Following a brief career with the government (diplomatic service), which brought him to New York City in 1962, Dogançay decided in 1964 to devote himself entirely to art and to make New York his permanent home. He started searching the streets of New York for inspiration and raw materials for his collage and assemblages. He began to think it was impossible to make a reasonable living as an artist. Thomas M. Messer, director of the Solomon R. Guggenheim Museum for 27 years, significantly influenced Dogançay, urging him to stay in New York and face the city's challenges.

In the 1970s, Dogançay started traveling for his Walls of the World photographic documentary project. He met his future wife, Angela, at the Hungarian Ball at the Hotel Pierre in New York. In 2006, a painting by Dogancay titled Trojan Horse was gifted by the Turkish government to the OECD in Paris. Dogançay lived and worked during the last eight years of his life alternating between his studios in New York and Turgutreis, Turkey. He died at the age of 83 in January 2013.

Artistic contribution
Since the early 1960s, Dogançay had been fascinated by urban walls and chose them as his subject. He considered them the barometer of societies and a testament to the passage of time, reflecting the emotions of a city, frequently withstanding the assault of the elements and the markings left by people. It began, Dogancay said, when something caught his eye during a walk along 86th street in New York:

It was the most beautiful abstract painting I had ever seen.

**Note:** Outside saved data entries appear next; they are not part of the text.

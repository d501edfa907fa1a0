use super::*;

impl GraphicsContext {
    /// The clip expressed in the current world space.
    pub fn clip(&self) -> Result<Region> {
        self.space.region_from_device(&self.clip)
    }

    /// Replaces the clip with `region`, interpreted in the current world space.
    pub fn set_clip(&mut self, region: &Region) {
        self.set_clip_region(region, CombineMode::Replace);
    }

    /// Combines `rect` into the clip. A negative width or height is normalized.
    pub fn set_clip_rect(&mut self, rect: RectF, mode: CombineMode) {
        let device = self
            .space
            .region_to_device(&Region::from_rect(rect.normalized()));
        self.combine_device_clip(&device, mode);
    }

    pub fn set_clip_region(&mut self, region: &Region, mode: CombineMode) {
        let device = self.space.region_to_device(region);
        self.combine_device_clip(&device, mode);
    }

    /// Combines with the clip of another context. Both clips are in device
    /// space, so no conversion takes place.
    pub fn set_clip_from(&mut self, other: &GraphicsContext, mode: CombineMode) {
        let device = other.clip.clone();
        self.combine_device_clip(&device, mode);
    }

    pub fn intersect_clip(&mut self, rect: RectF) {
        self.set_clip_rect(rect, CombineMode::Intersect);
    }

    pub fn intersect_clip_region(&mut self, region: &Region) {
        self.set_clip_region(region, CombineMode::Intersect);
    }

    pub fn exclude_clip(&mut self, rect: RectF) {
        self.set_clip_rect(rect, CombineMode::Exclude);
    }

    pub fn exclude_clip_region(&mut self, region: &Region) {
        self.set_clip_region(region, CombineMode::Exclude);
    }

    pub fn reset_clip(&mut self) {
        self.clip.make_infinite();
    }

    /// Moves the clip by a world-space offset.
    pub fn translate_clip(&mut self, dx: f32, dy: f32) {
        let mut offset = [PointF::new(dx, dy)];
        self.space.world_to_device().transform_vectors(&mut offset);
        self.clip.translate(offset[0].x, offset[0].y);
    }

    /// Bounds of the clip in the current world space. The infinite clip
    /// reports the sentinel rectangle.
    pub fn clip_bounds(&self) -> Result<RectF> {
        self.space.clip_bounds_in_current_space(&self.clip)
    }

    /// Bounds of the part of the surface drawing can reach, in world space.
    pub fn visible_clip_bounds(&self) -> Result<RectF> {
        self.space
            .clip_bounds_in_current_space(&self.visible_device_region())
    }

    pub fn is_clip_empty(&self) -> bool {
        self.clip.is_empty()
    }

    pub fn is_visible_clip_empty(&self) -> bool {
        self.visible_device_region().is_empty()
    }

    /// True when the world-space point lands inside the visible clip.
    pub fn is_visible_point(&self, point: PointF) -> bool {
        let device = self.space.world_to_device().transform_point(point);
        self.visible_device_region().is_visible_point(device)
    }

    /// True when any part of the world-space rectangle lands inside the
    /// visible clip.
    pub fn is_visible_rect(&self, rect: RectF) -> bool {
        let device = self.space.rect_to_device(&rect);
        self.visible_device_region().is_visible_rect(device)
    }

    fn combine_device_clip(&mut self, device: &Region, mode: CombineMode) {
        self.clip.combine(device, mode);
    }
}

#[cfg(test)]
mod tests {
    use super::*;
    use crate::region::INFINITE_BOUNDS;

    fn context() -> GraphicsContext {
        GraphicsContext::new(ContextConfig::new(16, 16))
    }

    #[test]
    fn clip_bounds_follow_transform_changes() {
        let mut context = context();
        context.set_clip(&Region::from_rect(RectF::new(0.0, 0.0, 8.0, 8.0)));
        context.translate_transform(8.0, 8.0);
        assert_eq!(context.clip_bounds().unwrap(), RectF::new(-8.0, -8.0, 8.0, 8.0));
        context.reset_transform();
        assert_eq!(context.clip_bounds().unwrap(), RectF::new(0.0, 0.0, 8.0, 8.0));
    }

    #[test]
    fn clip_is_stored_in_device_space() {
        let mut context = context();
        context.translate_transform(-16.0, -16.0);
        context.set_clip_rect(RectF::new(0.0, 0.0, 8.0, 8.0), CombineMode::Replace);
        assert_eq!(context.clip_bounds().unwrap(), RectF::new(0.0, 0.0, 8.0, 8.0));
        context.reset_transform();
        assert_eq!(context.clip_bounds().unwrap(), RectF::new(-16.0, -16.0, 8.0, 8.0));
    }

    #[test]
    fn reset_clip_restores_sentinel_bounds() {
        let mut context = context();
        context.intersect_clip(RectF::new(1.0, 2.0, 3.0, 4.0));
        assert!(!context.clip().unwrap().is_infinite());
        context.reset_clip();
        assert!(context.clip().unwrap().is_infinite());
        assert_eq!(context.clip_bounds().unwrap(), INFINITE_BOUNDS);
    }

    #[test]
    fn exclude_from_infinite_keeps_sentinel_bounds() {
        let mut context = context();
        context.exclude_clip(RectF::new(4.0, 4.0, 4.0, 4.0));
        let clip = context.clip().unwrap();
        assert!(!clip.is_infinite());
        assert_eq!(context.clip_bounds().unwrap(), INFINITE_BOUNDS);
        assert!(!context.is_visible_point(PointF::new(5.0, 5.0)));
        assert!(context.is_visible_point(PointF::new(1.0, 1.0)));
    }

    #[test]
    fn returned_clip_is_a_copy() {
        let mut context = context();
        context.set_clip_rect(RectF::new(0.0, 0.0, 8.0, 8.0), CombineMode::Replace);
        let mut copy = context.clip().unwrap();
        copy.make_empty();
        assert!(!context.is_clip_empty());
    }

    #[test]
    fn visible_clip_is_limited_to_the_surface() {
        let mut context = context();
        assert_eq!(
            context.visible_clip_bounds().unwrap(),
            RectF::new(0.0, 0.0, 16.0, 16.0)
        );
        context.set_clip_rect(RectF::new(8.0, 8.0, 100.0, 100.0), CombineMode::Replace);
        assert_eq!(
            context.visible_clip_bounds().unwrap(),
            RectF::new(8.0, 8.0, 8.0, 8.0)
        );
        context.set_clip_rect(RectF::new(20.0, 20.0, 5.0, 5.0), CombineMode::Replace);
        assert!(!context.is_clip_empty());
        assert!(context.is_visible_clip_empty());
    }

    #[test]
    fn translate_clip_uses_world_units() {
        let mut context = context();
        context.scale_transform(2.0, 2.0).unwrap();
        context.set_clip_rect(RectF::new(0.0, 0.0, 2.0, 2.0), CombineMode::Replace);
        context.translate_clip(1.0, 1.0);
        assert_eq!(context.clip_bounds().unwrap(), RectF::new(1.0, 1.0, 2.0, 2.0));
    }

    #[test]
    fn clip_can_be_copied_between_contexts() {
        let mut source = context();
        source.set_clip_rect(RectF::new(2.0, 2.0, 4.0, 4.0), CombineMode::Replace);
        let mut target = context();
        target.set_clip_rect(RectF::new(0.0, 0.0, 4.0, 4.0), CombineMode::Replace);
        target.set_clip_from(&source, CombineMode::Union);
        let rects = target.clip().unwrap().rects();
        assert_eq!(
            rects,
            vec![
                RectF::new(0.0, 0.0, 4.0, 2.0),
                RectF::new(0.0, 2.0, 6.0, 2.0),
                RectF::new(2.0, 4.0, 4.0, 2.0),
            ]
        );
    }

    #[test]
    fn visibility_checks_use_world_coordinates() {
        let mut context = context();
        context.set_clip_rect(RectF::new(0.0, 0.0, 4.0, 4.0), CombineMode::Replace);
        context.translate_transform(-4.0, -4.0);
        assert!(context.is_visible_point(PointF::new(5.0, 5.0)));
        assert!(!context.is_visible_point(PointF::new(1.0, 1.0)));
        assert!(context.is_visible_rect(RectF::new(7.0, 7.0, 4.0, 4.0)));
        assert!(!context.is_visible_rect(RectF::new(9.0, 9.0, 4.0, 4.0)));
    }

    #[test]
    fn negative_clip_rectangles_are_normalized() {
        let mut context = context();
        context.intersect_clip(RectF::new(5.0, 5.0, -10.0, -10.0));
        assert_eq!(context.clip_bounds().unwrap(), RectF::new(-5.0, -5.0, 10.0, 10.0));

        context.set_clip_rect(RectF::new(8.0, 8.0, -4.0, -4.0), CombineMode::Replace);
        assert_eq!(context.clip_bounds().unwrap(), RectF::new(4.0, 4.0, 4.0, 4.0));

        context.exclude_clip(RectF::new(8.0, 8.0, -2.0, -2.0));
        assert!(!context.is_visible_point(PointF::new(7.0, 7.0)));
        assert!(context.is_visible_point(PointF::new(5.0, 5.0)));
    }
}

There were the remains of a poster, and a texture to the wall with little bits of shadows coming from within its surface. The color was mostly orange, with a little blue and green and brown. Then, there were the marks made by rain and mud.

As a city traveler, for half a century he mapped and photographed walls in various cities worldwide. In this context, urban walls serve as documents of the respective climate and zeitgeist, as ciphers of social, political and economic change. Part of the intrinsic spirit of his work is to suggest that nothing is ever what it seems. Dogançay's art is wall art, and thus his sources of subjects are real. Therefore, he can hardly be labeled as an abstract artist, and yet at first acquaintance much of his work appears to be abstract. In Dogançay's approach, the serial nature of investigation and the elevation of characteristic elements to form ornamental patterns are essential. Within this, he formulates a consistent continuation of decollagist strategies – effectively the re-contextualised deconstruction of positions related to the nouveau réalistes. Dogançay may have started out as a simple observer and recorder of walls, but he fast made a transition to being able to express a range of ideas, feelings, and emotions in his work. His vision continued to broaden, driven both by content and technique.

Walls of the World

In the mid-1970s, Dogançay embarked on what he thought of as a secondary project: photographing urban walls all over the globe. These photographs – which Dogançay called Walls of the World – are an archive of our time and the seeds for his paintings, which also expressed contemporary times. The focus of his "encyclopedic" approach was exclusively directed toward the structures, signs, symbols and images that humans leave on walls. Here he found the entire range of the human condition in a single motif, without any cultural, racial, political, geographical, or stylistic, limitations. Dogançay got to the heart of his exploration when he said:

Walls are the mirror of society.

Dogancay's consequential execution, his radical thematic self-limitation and obsession with capturing what interested him most is comparable to other "documentarians" such as August Sander (portraits) and Karl Blossfeldt (plants). His pictures are not snapshots but elaborate segmentations of surfaces, subtle studies of materials, colors, structures and light, sometimes resembling monochromies in their radical reductionism. Over time, this project gained importance as well as content; after  four decades it encompasses about 30'000 images from more than 100 countries across five continents. In 1982, images from the archive were exhibited as a one-man exhibition at the Centre Georges Pompidou, Paris; it later traveled to the Palais des Beaux-Arts, Brussels, and the Musée d'Art Contemporain, Montreal.

Painting and collage

With posters and objects gathered from walls forming the main ingredient for his work, Dogançay's preferred medium has been predominantly 'collage' and to some extent 'fumage'. Dogançay re-creates the look of urban billboards, graffiti-covered wall surfaces, as well as broken or neglected entrances, such as windows and doors, in different series. The only masters with whom he compares himself are Robert Rauschenberg and Jasper Johns from the last heroic period of art, of which he was a part. Dogancay, however, has always preferred to reproduce fragments of wall surface in their mutual relations just as he found them, and with minimal adjustment of color or position, rather than to up-end them or combine them casually as in the Rauschenberg manner.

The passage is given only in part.